### Records for processing
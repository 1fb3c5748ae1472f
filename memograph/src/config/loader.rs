//! Configuration loader.
//!
//! Merges, in order of increasing precedence: built-in defaults, an optional
//! TOML file (explicit path, working directory, or XDG config directory),
//! and `MEMOGRAPH_`-prefixed environment variables.

use std::path::{Path, PathBuf};

use figment::{
    Figment,
    providers::{Env, Format, Serialized, Toml},
};

use super::{ConfigError, DEFAULT_CONFIG_FILES, ENV_PREFIX, Result, models::MemographConfig, validation};

/// Configuration loader that handles loading from multiple sources.
#[derive(Debug, Clone)]
pub struct ConfigLoader {
    figment: Figment,
}

impl ConfigLoader {
    /// Create a new configuration loader seeded with default values.
    pub fn new() -> Self {
        let figment = Figment::new().merge(Serialized::defaults(MemographConfig::default()));
        Self { figment }
    }

    /// Load configuration from a TOML file.
    pub fn load_file<P: AsRef<Path>>(&mut self, path: P) -> Result<&mut Self> {
        let path = path.as_ref();

        if !path.exists() {
            return Err(ConfigError::FileLoadError(format!(
                "Configuration file not found: {}",
                path.display()
            )));
        }

        let figment = std::mem::take(&mut self.figment).merge(Toml::file(path));
        self.figment = figment;
        Ok(self)
    }

    /// Attempt to load from default configuration file locations.
    pub fn load_default_files(&mut self) -> &mut Self {
        for file in DEFAULT_CONFIG_FILES {
            let path = PathBuf::from(file);
            if path.exists() && self.load_file(&path).is_ok() {
                return self;
            }
        }

        if let Some(proj_dirs) = directories::ProjectDirs::from("org", "memograph", "memograph") {
            let path = proj_dirs.config_dir().join("config.toml");
            if path.exists() {
                let _ = self.load_file(&path);
            }
        }

        self
    }

    /// Load configuration from environment variables.
    ///
    /// Nested keys use a double underscore: `MEMOGRAPH_GRAPH__URI`,
    /// `MEMOGRAPH_LLM__API_KEY`.
    pub fn load_env(&mut self) -> &mut Self {
        let figment =
            std::mem::take(&mut self.figment).merge(Env::prefixed(ENV_PREFIX).split("__"));
        self.figment = figment;
        self
    }

    /// Load configuration from a custom source.
    pub fn merge<T: figment::Provider>(&mut self, provider: T) -> &mut Self {
        let figment = std::mem::take(&mut self.figment).merge(provider);
        self.figment = figment;
        self
    }

    /// Extract and validate the configuration.
    pub fn extract(&self) -> Result<MemographConfig> {
        let config: MemographConfig = self
            .figment
            .extract()
            .map_err(|e| ConfigError::ParseError(e.to_string()))?;

        validation::validate_config(&config)?;

        Ok(config)
    }
}

impl Default for ConfigLoader {
    fn default() -> Self {
        Self::new()
    }
}

#[cfg(test)]
mod tests {
    use super::*;

    #[test]
    fn defaults_extract_cleanly() {
        let config = ConfigLoader::new().extract().unwrap();
        assert_eq!(config.graph.uri, "bolt://neo4j:7687");
    }

    #[test]
    fn toml_overrides_defaults() {
        let mut loader = ConfigLoader::new();
        loader.merge(Toml::string(
            r#"
            [graph]
            uri = "bolt://localhost:7687"
            password = "secret"

            [llm]
            api_key = "key"
            timeout = "45s"
            "#,
        ));
        let config = loader.extract().unwrap();
        assert_eq!(config.graph.uri, "bolt://localhost:7687");
        assert_eq!(config.graph.password, "secret");
        assert_eq!(config.llm.timeout, std::time::Duration::from_secs(45));
        // untouched sections keep their defaults
        assert_eq!(config.llm.model, "solar-pro");
    }

    #[test]
    fn invalid_values_fail_validation() {
        let mut loader = ConfigLoader::new();
        loader.merge(Toml::string(
            r#"
            [graph]
            uri = ""
            "#,
        ));
        assert!(matches!(
            loader.extract(),
            Err(ConfigError::ValidationError(_))
        ));
    }
}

### Work request
Report how many lines in this data include the string "password", and nothing else.

### Answer to the problem
2